Тогда еще редакция не предвидела, что под моральный авторитет Подхалимова 3-го из «Нового Времени» придется укрываться Подхалимову 4-му из самой «Речи». Отсюда назидание: напрасно эти господа поплевывают в колодец «Нового Времени», – в борьбе с нами им приходится из этого колодца освежаться.
Метким опровержениям Топорова «Русская Молва» обрадовалась в такой мере, что даже «Речь» испугалась: слишком уж «Молва» «спешит удовлетвориться осторожными (!) заявлениями г. Викторова». Тут же, однако, присовокуплялось, что запрос мой окончательно не заслуживает ответа – за «неприличием» моего поведения. Стало быть, ответа не будет, решил я. Однако же, поведения своего я исправить не успел, а ответ все-таки последовал. Газетная монополия, с которой «Речь» так свыклась в проклятые годы политического удушья, – увы! – безвозвратно отошла, замолчать запрос не удалось, – и в «Речи» увидели себя вынужденными переложить гнев на милость. Г-н Милюков взошел на трибуну, чтобы всей свойственной ему субъективной тяжеловесностью усугубить объективную безвыходность своего положения.
О замалчивании, разумеется, не может быть и речи. Г-н Милюков «дважды подходил» к балканским ужасам. Один раз даже совсем подошел. Это когда речь шла о поведении греческих войск в Солуни. Действительно, греков г. Милюков не пощадил. Но это-то обстоятельство, как мы сейчас увидим, и делает поведение г. Милюкова во всем этом вопросе вдвойне непривлекательным.
О болгарских и сербских кровавых делах я узнавал из самого непосредственного источника: от раненых болгарских и сербских солдат и офицеров. Среди моих осведомителей было много случайного народу. Но с некоторыми из них меня в течение последних трех лет связывали не только партийные, но и дружеские отношения, и их рассказам, рассказам непосредственных участников походов и сражений, людей глубоко идейных, обнаруживавших личное мужество и благородство и в политической борьбе и на поле сражения, я, разумеется, имел право доверять больше, чем показаниям 40 тысяч Топоровых, помноженных на 40 тысяч Пиленок. Что касается греческих зверств, то о них я знал только из вторых рук, так как в Греции не был. Были ли греки на несколько градусов свирепее сербов и болгар или мягче, не знаю. Но не сомневаюсь, что в основе здесь, как и там, было одно и то же, ибо однородные причины и условия вызывают однородные последствия. Г-н Милюков выделил, однако, только греческие жестокости и расходовал отпущенный ему природный дар возмущения почему-то только на «блестящие победы греков над мирным населением» («Речь», N 16), – а теперь вот ссылается на эту свою единственную статью в доказательство того, что «о замалчивании не может быть и речи». Но почему же, однако, выделены греки, этот единственный неславянский участник «освободительного славянского дела»? Да потому, что греки находятся в жесточайшем антагонизме с болгарами из-за Салоник. О войне с греками в самой Болгарии говорят, как об одном из ближайших последствий «освободительного дела». «Салоники мы должны взять – говорил мне, например, бывший болгарский министр-президент Малинов – какою угодно ценою». И кто хоть немного знаком с балканскими отношениями, тот прекрасно понимает, что своим разоблачением греческих зверств в Салониках г. Милюков попросту служил свою службу делу правящей «славянобратской» Болгарии, о зверских подвигах которой его корреспонденты, его орган и он сам хранили молчание – до того момента как их прижали к стене.

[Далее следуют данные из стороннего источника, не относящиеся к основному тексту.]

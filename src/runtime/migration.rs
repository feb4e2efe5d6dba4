//! Carrying hidden state from a branch to its recompiled replacement.
//!
//! Terms are paired by unique name. A leaf state value moves across when the
//! new term's state type can accept it. Subroutine calls, if-blocks and
//! for-loops hold nested state lists, which are migrated against the old and
//! new bodies recursively. Anything that cannot move ends up in the returned
//! trash list instead of being dropped silently.

use tracing::debug;

use crate::{
    error::Result,
    graph::{BranchId, TermId},
    runtime::{
        frame::{pack_state, unpack_state},
        function::FunctionKind,
        types::{TypeId, builtin},
        value::TaggedValue,
    },
    world::World,
};

/// How a term keeps its hidden state.
#[derive(Debug, Clone, PartialEq, Eq)]
enum StateShape {
    None,
    Leaf(TypeId),
    Subroutine(BranchId),
    IfBlock(Vec<BranchId>),
    ForLoop(BranchId),
}

fn state_shape(world: &World, term: TermId) -> StateShape {
    let Ok(fid) = world.function_of(term) else {
        return StateShape::None;
    };
    let function = world.function(fid);
    if let Some(ty) = function.hidden_state_type {
        let ty = if ty == builtin::ANY { world.term(term).type_id } else { ty };
        return StateShape::Leaf(ty);
    }
    match &function.kind {
        FunctionKind::Subroutine { body } => StateShape::Subroutine(*body),
        FunctionKind::IfBlock => {
            let cases = world
                .nested(term)
                .map(|cases| {
                    world
                        .branch(cases)
                        .terms
                        .iter()
                        .filter_map(|case| world.nested(*case))
                        .collect()
                })
                .unwrap_or_default();
            StateShape::IfBlock(cases)
        }
        FunctionKind::ForLoop => match world.nested(term) {
            Some(body) => StateShape::ForLoop(body),
            None => StateShape::None,
        },
        _ => StateShape::None,
    }
}

/// Moves the state of every stateful term in `old` onto its counterpart in
/// `new`. Returns the values that found no home.
pub fn migrate_stateful_values(world: &mut World, old: BranchId, new: BranchId) -> Result<TaggedValue> {
    let mut trash = Vec::new();
    let old_terms = world.branch(old).terms.clone();
    let mut moved = 0usize;
    for old_term in old_terms {
        let state = world.term(old_term).state.clone();
        if state.is_null() {
            continue;
        }
        let unique = world.unique_name(old_term);
        match world.find_by_unique_name(new, &unique) {
            Some(new_term) => {
                let migrated = migrate_slot(world, old_term, state, new_term, &mut trash)?;
                if !migrated.is_null() {
                    moved += 1;
                }
                world.term_mut(new_term).state = migrated;
            }
            None => trash.push(state),
        }
    }
    debug!(old = %old, new = %new, moved, trashed = trash.len(), "migrated state");
    Ok(TaggedValue::list(trash))
}

fn migrate_slot(
    world: &World,
    old_term: TermId,
    state: TaggedValue,
    new_term: TermId,
    trash: &mut Vec<TaggedValue>,
) -> Result<TaggedValue> {
    if state.is_null() {
        return Ok(state);
    }
    match (state_shape(world, old_term), state_shape(world, new_term)) {
        (StateShape::Leaf(_), StateShape::Leaf(ty)) => {
            if world.types.cast_possible(&state, ty) {
                world.types.cast(&state, ty)
            } else {
                trash.push(state);
                Ok(TaggedValue::null())
            }
        }
        (StateShape::Subroutine(old_body), StateShape::Subroutine(new_body)) => {
            migrate_list(world, old_body, state, new_body, trash)
        }
        (StateShape::ForLoop(old_body), StateShape::ForLoop(new_body)) => {
            let iterations = unpack_state(state, 0)
                .into_iter()
                .map(|iteration| migrate_list(world, old_body, iteration, new_body, trash))
                .collect::<Result<Vec<_>>>()?;
            Ok(pack_state(iterations))
        }
        (StateShape::IfBlock(old_cases), StateShape::IfBlock(new_cases)) => {
            let mut cases = unpack_state(state, old_cases.len()).into_iter();
            let mut migrated = Vec::with_capacity(new_cases.len());
            for (old_case, new_case) in old_cases.iter().zip(&new_cases) {
                let case_state = cases.next().unwrap_or_default();
                migrated.push(migrate_list(world, *old_case, case_state, *new_case, trash)?);
            }
            migrated.resize(new_cases.len(), TaggedValue::null());
            trash.extend(cases.filter(|s| !s.is_null()));
            Ok(pack_state(migrated))
        }
        _ => {
            trash.push(state);
            Ok(TaggedValue::null())
        }
    }
}

/// Migrates a nested state list indexed by the terms of `old_body` into one
/// indexed by the terms of `new_body`.
fn migrate_list(
    world: &World,
    old_body: BranchId,
    state: TaggedValue,
    new_body: BranchId,
    trash: &mut Vec<TaggedValue>,
) -> Result<TaggedValue> {
    let old_terms = world.branch(old_body).terms.clone();
    let old_states = unpack_state(state, old_terms.len());
    let mut new_states = vec![TaggedValue::null(); world.branch(new_body).len()];
    for (old_term, slot) in old_terms.into_iter().zip(old_states) {
        if slot.is_null() {
            continue;
        }
        let unique = world.unique_name(old_term);
        match world.find_by_unique_name(new_body, &unique) {
            Some(new_term) => {
                let index = world.term(new_term).index;
                new_states[index] = migrate_slot(world, old_term, slot, new_term, trash)?;
            }
            None => trash.push(slot),
        }
    }
    Ok(pack_state(new_states))
}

Греков г. Милюков не щадит. Он не только обличает, но и – опять-таки в полном согласии с голосом болгарского шовинизма – характеризует их армию, как непригодную и трусливую. По отношению к грекам целиком отпадают все те почтенные соображения «осторожности» и «ответственности», которые сплетаются в целый намордник, как только дело касается болгар и сербов. Если «Речь» игнорирует немецкие сообщения о болгаро-сербских зверствах, то на это у нее, как мы знаем, имеется свой истинно-русский, чисто шовинистический резон: немецкая пресса – «мутный источник». Но по отношению к грекам этот аргумент сразу теряет силу. В N 320 «Речи» приводится из «Berliner Tageblatt» без всяких оговорок рассказ о греческих насилиях в Салониках. Рассказ заканчивается всеобъясняющими словами крупного болгарского «чина»: «Это ваша вина, – говорил „чин“ турецкому офицеру. – Зачем вы торопитесь сдаться грекам, а не болгарам?». Упрек «чина» бросает сноп яркого света на поведение «Речи» в этом вопросе. А сверх того, г. Милюков в том же письме, где выдавал греков, сообщал, что сдача Салоник грекам произошла «при особенно энергичном содействии австрийского представителя Краля».